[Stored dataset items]
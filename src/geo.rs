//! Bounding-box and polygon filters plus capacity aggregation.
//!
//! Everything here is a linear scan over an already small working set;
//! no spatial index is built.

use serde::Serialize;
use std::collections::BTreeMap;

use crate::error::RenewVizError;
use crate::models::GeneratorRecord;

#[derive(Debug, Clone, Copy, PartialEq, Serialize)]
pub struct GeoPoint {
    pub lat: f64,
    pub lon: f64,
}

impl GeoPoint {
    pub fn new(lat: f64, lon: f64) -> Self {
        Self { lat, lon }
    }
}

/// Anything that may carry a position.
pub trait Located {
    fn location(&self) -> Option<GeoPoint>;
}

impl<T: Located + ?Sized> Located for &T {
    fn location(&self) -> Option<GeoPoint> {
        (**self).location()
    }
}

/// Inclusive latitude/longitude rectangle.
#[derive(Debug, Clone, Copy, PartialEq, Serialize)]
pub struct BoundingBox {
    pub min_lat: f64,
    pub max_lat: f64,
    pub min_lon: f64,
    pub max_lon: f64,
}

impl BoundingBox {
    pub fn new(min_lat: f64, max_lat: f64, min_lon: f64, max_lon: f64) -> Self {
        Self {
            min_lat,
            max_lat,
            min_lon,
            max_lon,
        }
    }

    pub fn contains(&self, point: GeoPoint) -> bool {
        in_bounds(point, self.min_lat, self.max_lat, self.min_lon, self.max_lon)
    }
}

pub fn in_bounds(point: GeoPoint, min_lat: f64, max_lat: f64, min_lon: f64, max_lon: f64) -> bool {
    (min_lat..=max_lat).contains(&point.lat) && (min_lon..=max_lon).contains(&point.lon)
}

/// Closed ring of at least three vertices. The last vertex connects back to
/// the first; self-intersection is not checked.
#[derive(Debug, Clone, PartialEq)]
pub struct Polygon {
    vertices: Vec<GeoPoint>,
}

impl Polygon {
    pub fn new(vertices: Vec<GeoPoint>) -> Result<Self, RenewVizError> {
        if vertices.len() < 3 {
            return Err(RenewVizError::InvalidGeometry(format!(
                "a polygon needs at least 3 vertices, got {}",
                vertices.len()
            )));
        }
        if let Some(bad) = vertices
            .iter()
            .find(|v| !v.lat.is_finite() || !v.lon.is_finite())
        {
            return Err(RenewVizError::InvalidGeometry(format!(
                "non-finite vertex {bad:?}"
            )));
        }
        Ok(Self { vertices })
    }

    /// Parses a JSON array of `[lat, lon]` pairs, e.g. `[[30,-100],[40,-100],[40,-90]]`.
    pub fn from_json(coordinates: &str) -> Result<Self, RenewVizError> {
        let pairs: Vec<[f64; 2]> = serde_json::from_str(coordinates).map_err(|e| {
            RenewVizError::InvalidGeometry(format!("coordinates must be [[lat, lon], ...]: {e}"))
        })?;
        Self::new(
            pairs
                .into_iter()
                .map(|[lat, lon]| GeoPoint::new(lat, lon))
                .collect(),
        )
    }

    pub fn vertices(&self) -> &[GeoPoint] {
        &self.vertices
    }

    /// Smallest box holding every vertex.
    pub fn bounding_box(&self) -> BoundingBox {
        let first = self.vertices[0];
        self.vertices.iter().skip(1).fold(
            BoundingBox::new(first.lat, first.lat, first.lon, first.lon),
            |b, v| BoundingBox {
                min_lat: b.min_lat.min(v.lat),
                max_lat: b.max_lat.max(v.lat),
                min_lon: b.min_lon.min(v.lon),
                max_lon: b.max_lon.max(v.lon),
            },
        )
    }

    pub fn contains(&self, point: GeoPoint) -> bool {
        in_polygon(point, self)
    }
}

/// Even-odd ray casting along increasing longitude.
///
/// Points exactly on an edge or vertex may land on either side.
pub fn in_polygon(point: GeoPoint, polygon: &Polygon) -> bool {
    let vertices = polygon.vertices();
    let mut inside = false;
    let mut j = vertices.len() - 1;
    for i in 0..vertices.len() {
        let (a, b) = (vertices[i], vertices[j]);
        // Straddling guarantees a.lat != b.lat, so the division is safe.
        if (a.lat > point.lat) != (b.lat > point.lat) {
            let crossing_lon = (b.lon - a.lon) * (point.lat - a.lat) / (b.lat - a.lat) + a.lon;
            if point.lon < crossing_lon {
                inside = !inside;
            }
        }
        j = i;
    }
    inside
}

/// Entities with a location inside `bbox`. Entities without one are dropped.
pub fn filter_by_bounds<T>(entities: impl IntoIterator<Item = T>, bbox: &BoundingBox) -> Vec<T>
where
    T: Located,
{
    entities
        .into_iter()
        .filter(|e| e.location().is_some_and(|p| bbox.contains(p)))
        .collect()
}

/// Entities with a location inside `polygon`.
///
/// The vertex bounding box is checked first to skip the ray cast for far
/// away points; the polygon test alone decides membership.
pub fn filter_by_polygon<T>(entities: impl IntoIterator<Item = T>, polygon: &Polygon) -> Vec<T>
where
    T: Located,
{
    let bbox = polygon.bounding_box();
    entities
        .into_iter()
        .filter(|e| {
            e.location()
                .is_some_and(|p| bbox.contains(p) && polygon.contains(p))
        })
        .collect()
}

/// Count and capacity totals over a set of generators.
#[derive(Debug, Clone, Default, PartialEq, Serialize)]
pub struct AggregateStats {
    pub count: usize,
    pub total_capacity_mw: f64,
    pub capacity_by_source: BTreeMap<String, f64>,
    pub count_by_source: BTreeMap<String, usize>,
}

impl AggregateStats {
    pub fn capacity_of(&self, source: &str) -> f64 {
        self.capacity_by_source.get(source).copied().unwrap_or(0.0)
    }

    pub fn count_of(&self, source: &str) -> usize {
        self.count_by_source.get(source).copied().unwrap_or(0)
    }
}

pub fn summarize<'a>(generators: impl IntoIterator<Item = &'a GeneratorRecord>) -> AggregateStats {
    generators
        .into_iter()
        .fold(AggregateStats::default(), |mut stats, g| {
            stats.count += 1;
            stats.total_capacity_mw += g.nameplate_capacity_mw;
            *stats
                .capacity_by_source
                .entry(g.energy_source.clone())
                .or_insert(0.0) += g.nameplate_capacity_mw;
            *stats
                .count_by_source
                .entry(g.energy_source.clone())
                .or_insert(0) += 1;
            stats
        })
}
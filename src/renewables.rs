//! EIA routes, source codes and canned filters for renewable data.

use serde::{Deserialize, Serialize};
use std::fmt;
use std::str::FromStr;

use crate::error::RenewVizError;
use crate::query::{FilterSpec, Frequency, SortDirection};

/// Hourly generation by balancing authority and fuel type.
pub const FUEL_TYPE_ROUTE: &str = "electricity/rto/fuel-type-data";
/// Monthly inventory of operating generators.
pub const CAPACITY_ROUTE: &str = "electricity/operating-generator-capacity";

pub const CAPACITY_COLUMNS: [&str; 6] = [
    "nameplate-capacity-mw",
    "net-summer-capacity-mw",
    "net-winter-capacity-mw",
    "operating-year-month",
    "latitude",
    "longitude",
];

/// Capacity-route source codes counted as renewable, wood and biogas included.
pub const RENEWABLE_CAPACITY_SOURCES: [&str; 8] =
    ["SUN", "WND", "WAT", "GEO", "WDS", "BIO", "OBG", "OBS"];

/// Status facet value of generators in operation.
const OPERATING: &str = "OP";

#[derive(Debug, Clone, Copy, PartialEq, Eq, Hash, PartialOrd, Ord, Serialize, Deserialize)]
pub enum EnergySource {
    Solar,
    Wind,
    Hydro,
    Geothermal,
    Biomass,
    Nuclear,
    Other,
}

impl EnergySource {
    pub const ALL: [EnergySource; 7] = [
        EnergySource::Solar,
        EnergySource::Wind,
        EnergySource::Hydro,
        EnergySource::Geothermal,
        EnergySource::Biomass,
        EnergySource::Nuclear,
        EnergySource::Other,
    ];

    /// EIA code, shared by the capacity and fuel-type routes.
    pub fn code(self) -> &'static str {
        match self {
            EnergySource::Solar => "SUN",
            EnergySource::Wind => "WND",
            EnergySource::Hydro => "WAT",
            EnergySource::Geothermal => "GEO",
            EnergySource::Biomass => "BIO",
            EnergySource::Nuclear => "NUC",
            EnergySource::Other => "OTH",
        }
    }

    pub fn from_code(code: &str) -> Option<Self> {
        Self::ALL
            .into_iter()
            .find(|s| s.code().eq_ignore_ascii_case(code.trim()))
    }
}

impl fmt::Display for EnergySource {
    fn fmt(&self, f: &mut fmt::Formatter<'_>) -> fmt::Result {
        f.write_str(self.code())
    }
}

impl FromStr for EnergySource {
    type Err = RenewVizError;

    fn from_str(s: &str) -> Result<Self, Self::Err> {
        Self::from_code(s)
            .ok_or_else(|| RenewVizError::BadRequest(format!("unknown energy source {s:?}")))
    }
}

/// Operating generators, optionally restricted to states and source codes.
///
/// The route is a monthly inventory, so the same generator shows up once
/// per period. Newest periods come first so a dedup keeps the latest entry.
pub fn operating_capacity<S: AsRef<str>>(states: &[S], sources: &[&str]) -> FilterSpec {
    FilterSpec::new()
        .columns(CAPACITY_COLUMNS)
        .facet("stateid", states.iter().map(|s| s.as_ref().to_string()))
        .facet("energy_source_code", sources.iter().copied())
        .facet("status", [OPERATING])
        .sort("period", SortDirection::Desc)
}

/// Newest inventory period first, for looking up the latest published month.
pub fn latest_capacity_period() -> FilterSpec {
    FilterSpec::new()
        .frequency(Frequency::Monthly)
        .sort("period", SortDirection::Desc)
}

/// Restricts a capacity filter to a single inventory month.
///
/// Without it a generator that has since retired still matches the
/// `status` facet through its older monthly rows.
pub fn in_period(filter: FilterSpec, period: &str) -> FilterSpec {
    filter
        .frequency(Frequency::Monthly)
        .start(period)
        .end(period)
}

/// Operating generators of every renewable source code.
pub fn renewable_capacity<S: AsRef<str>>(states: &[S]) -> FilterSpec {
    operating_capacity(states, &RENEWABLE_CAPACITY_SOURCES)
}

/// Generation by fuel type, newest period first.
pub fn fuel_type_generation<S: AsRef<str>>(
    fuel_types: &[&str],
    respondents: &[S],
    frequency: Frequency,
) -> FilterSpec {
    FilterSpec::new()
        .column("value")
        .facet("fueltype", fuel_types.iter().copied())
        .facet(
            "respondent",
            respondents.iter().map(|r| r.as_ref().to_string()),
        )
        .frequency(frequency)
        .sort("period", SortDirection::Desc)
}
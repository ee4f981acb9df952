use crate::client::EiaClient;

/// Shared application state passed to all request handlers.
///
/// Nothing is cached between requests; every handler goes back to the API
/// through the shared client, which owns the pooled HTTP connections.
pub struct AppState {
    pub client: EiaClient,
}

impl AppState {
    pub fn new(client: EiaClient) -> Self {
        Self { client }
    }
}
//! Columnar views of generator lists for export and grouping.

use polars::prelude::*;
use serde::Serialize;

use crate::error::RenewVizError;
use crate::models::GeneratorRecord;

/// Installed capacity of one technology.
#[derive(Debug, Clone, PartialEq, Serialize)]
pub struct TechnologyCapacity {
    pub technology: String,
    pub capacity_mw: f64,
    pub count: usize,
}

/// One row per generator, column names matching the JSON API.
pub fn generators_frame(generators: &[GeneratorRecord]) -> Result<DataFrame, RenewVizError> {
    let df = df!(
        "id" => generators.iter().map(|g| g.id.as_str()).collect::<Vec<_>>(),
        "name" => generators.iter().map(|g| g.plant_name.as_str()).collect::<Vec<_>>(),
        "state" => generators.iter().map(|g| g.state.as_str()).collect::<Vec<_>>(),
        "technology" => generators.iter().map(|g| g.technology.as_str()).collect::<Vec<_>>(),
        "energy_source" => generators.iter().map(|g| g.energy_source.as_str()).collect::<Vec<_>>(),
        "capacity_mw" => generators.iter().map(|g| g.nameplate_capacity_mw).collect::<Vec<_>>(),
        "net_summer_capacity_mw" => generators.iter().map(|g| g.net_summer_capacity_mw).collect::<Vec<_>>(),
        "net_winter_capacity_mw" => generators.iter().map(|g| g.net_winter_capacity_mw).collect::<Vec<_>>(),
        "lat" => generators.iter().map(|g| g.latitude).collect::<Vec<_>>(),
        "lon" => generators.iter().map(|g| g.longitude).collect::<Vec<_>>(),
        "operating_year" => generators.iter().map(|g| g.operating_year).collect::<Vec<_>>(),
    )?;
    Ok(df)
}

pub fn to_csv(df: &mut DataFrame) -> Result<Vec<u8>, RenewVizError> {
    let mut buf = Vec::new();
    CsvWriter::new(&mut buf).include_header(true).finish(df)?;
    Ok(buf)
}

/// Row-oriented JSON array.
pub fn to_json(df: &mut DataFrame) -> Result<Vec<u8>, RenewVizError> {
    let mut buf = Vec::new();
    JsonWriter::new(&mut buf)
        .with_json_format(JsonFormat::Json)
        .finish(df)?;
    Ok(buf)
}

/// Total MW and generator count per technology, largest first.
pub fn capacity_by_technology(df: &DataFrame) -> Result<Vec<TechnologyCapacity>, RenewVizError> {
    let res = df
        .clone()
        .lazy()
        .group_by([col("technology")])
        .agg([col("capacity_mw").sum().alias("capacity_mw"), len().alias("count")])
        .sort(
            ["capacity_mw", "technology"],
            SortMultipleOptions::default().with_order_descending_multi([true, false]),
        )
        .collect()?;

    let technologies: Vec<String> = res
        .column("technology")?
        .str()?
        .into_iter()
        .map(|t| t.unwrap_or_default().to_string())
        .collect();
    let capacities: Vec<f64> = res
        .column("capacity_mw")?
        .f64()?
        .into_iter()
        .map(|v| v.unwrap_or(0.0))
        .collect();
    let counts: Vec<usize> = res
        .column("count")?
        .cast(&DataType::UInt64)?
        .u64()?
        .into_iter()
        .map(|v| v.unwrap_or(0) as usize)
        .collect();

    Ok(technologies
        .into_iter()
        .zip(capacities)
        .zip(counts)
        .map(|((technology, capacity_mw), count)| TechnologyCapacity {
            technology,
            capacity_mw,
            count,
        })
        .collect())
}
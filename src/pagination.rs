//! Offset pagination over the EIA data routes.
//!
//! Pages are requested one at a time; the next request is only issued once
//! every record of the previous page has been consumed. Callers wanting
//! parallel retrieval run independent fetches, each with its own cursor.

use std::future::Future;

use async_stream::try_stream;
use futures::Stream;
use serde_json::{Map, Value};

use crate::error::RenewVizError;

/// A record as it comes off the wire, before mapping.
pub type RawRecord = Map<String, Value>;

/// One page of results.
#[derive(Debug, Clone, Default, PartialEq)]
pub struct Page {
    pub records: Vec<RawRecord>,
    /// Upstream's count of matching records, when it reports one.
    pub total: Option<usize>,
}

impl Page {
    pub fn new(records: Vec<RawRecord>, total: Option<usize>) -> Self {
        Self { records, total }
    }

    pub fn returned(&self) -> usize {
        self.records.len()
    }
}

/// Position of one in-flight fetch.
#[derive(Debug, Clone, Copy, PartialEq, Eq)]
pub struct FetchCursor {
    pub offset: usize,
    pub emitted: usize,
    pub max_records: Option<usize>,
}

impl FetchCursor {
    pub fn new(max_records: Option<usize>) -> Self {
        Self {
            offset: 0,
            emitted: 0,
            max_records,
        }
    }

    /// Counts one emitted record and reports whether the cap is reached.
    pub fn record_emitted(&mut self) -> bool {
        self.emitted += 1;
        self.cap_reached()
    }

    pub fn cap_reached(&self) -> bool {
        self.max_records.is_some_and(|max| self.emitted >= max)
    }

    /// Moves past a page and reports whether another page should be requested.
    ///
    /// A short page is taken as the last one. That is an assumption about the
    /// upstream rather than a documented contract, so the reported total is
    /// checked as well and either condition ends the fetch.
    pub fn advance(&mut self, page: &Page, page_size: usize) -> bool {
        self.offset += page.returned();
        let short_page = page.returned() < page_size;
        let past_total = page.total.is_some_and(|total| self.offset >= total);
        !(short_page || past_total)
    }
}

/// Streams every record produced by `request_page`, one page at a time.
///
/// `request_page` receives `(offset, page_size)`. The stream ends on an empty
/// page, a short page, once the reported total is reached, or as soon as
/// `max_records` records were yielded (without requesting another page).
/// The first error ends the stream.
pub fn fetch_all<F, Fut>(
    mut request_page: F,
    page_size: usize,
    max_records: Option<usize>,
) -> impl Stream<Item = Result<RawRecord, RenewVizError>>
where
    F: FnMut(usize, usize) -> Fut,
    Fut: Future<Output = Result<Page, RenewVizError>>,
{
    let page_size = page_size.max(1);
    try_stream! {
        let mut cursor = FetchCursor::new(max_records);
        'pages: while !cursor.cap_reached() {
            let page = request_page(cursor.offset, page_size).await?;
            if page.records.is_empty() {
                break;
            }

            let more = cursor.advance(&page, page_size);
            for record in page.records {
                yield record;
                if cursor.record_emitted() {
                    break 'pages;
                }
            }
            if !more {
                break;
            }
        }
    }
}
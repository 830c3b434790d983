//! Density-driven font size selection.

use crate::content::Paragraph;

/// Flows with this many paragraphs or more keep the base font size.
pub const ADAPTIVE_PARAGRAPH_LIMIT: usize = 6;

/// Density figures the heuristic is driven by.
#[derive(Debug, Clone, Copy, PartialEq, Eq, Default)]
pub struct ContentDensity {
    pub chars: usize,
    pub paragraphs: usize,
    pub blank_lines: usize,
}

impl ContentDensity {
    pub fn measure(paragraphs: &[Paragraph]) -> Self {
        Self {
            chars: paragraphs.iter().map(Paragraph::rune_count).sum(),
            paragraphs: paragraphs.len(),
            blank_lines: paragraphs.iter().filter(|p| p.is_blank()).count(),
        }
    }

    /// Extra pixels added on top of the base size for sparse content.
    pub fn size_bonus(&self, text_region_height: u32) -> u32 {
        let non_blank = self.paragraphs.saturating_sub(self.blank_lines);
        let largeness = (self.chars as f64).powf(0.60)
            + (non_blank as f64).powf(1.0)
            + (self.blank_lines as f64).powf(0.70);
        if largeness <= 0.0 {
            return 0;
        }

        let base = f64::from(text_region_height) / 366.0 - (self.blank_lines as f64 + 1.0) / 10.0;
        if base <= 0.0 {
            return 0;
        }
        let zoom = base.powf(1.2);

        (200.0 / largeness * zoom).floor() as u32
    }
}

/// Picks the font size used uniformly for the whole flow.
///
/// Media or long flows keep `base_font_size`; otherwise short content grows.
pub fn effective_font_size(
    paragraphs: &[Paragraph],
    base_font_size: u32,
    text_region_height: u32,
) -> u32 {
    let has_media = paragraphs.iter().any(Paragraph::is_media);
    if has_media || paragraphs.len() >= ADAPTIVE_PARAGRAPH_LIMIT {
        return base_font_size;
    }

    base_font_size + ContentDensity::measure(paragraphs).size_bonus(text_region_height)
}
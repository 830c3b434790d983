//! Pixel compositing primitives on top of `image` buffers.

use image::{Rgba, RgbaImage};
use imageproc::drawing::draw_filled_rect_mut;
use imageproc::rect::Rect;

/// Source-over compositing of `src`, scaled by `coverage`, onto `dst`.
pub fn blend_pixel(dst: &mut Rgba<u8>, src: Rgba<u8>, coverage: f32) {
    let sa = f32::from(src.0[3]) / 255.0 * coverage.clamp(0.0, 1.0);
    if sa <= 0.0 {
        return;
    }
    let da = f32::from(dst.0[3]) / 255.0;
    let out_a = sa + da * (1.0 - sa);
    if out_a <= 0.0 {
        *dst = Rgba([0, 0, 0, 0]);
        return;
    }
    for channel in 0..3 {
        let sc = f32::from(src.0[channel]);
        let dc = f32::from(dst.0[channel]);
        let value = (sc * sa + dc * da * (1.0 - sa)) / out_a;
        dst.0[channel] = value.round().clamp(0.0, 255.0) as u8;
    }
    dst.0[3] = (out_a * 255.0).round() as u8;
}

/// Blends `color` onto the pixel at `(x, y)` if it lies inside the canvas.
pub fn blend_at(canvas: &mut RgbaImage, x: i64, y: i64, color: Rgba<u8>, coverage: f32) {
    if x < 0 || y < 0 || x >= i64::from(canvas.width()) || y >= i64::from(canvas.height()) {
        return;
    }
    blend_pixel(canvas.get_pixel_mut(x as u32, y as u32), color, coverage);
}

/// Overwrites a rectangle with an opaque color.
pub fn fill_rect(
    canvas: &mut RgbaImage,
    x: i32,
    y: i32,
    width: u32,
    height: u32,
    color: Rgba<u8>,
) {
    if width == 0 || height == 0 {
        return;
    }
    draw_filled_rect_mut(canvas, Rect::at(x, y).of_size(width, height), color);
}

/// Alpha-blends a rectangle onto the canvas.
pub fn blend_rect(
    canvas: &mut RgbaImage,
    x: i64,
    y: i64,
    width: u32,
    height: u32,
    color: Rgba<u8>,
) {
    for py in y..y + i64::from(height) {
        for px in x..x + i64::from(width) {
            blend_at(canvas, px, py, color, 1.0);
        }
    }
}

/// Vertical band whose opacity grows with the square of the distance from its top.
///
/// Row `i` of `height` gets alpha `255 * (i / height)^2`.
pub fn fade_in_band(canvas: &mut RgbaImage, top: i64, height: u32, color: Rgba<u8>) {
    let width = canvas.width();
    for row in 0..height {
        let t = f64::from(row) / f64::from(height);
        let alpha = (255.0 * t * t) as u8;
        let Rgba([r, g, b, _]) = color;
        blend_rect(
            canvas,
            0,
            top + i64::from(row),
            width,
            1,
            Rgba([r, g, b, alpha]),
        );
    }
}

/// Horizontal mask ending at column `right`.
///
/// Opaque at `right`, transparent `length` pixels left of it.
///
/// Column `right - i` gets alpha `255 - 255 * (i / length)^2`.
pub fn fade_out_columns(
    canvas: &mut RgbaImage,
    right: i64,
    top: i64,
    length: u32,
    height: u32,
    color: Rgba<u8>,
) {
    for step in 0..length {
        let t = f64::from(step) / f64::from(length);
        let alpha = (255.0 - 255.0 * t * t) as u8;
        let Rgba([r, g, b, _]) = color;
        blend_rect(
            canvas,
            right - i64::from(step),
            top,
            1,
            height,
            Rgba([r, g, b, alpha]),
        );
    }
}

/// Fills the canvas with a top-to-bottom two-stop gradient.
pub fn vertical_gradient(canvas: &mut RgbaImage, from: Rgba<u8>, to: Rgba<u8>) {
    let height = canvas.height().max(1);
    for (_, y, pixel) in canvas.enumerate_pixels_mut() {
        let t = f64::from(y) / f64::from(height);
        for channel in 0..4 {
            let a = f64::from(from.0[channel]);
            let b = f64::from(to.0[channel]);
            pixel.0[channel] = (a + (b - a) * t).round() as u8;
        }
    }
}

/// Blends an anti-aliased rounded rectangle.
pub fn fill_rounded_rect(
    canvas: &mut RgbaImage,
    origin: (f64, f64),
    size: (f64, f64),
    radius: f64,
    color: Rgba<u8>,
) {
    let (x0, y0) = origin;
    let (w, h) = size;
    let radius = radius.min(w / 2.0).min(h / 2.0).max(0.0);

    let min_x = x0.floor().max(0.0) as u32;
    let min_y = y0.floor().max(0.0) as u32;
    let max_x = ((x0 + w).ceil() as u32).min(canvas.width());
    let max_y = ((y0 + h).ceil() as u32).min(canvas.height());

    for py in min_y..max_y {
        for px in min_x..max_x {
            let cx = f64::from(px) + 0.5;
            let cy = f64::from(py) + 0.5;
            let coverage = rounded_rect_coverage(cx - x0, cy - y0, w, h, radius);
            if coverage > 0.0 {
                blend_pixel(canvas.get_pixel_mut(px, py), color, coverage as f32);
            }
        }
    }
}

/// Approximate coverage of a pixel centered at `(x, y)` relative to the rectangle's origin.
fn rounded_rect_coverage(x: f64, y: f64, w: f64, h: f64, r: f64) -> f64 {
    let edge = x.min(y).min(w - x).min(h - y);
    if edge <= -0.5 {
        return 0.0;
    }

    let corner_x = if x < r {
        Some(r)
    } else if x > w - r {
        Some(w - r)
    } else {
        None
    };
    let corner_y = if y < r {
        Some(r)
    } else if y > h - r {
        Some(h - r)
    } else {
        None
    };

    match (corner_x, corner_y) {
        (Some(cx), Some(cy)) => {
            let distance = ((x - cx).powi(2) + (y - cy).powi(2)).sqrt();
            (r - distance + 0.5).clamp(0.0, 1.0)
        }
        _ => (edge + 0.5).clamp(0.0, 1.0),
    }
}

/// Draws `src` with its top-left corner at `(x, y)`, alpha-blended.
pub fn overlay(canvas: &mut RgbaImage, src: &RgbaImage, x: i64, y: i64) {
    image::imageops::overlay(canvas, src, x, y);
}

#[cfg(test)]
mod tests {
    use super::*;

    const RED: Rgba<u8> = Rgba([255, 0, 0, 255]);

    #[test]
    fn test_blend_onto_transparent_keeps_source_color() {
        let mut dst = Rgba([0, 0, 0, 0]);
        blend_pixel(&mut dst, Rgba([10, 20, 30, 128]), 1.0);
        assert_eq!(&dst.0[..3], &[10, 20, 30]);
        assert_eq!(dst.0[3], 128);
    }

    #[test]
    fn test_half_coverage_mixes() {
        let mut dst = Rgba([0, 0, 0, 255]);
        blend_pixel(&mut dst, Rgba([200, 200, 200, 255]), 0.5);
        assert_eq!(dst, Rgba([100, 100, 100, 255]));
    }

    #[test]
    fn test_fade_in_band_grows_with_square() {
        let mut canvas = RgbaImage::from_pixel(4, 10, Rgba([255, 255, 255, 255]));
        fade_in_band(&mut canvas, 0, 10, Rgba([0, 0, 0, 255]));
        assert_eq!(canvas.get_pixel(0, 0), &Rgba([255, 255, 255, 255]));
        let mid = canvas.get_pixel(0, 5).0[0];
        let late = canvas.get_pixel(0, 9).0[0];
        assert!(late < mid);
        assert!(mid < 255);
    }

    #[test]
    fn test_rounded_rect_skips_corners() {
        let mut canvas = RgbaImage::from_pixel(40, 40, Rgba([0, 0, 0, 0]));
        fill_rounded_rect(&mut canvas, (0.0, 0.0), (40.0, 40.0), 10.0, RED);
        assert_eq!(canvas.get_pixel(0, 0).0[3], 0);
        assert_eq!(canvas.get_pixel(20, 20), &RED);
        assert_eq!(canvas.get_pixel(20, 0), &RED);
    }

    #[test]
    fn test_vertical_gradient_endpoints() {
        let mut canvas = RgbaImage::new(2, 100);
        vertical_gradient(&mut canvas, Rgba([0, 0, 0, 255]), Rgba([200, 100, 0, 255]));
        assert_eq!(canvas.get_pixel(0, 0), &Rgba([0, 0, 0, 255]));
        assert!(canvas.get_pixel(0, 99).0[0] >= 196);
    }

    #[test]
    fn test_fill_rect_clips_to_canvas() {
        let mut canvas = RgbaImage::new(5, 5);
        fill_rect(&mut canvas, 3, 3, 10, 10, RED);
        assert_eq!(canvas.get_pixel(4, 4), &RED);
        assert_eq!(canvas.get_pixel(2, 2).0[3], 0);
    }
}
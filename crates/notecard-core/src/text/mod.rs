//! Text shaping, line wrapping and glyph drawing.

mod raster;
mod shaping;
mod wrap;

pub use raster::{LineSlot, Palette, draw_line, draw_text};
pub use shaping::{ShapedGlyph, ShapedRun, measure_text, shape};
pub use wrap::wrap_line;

> [The problem] Take the entries above and copy out all lines with the string "driven".

> [Answer area]
//! Density-driven font size selection.
/// Density figures the heuristic is driven by.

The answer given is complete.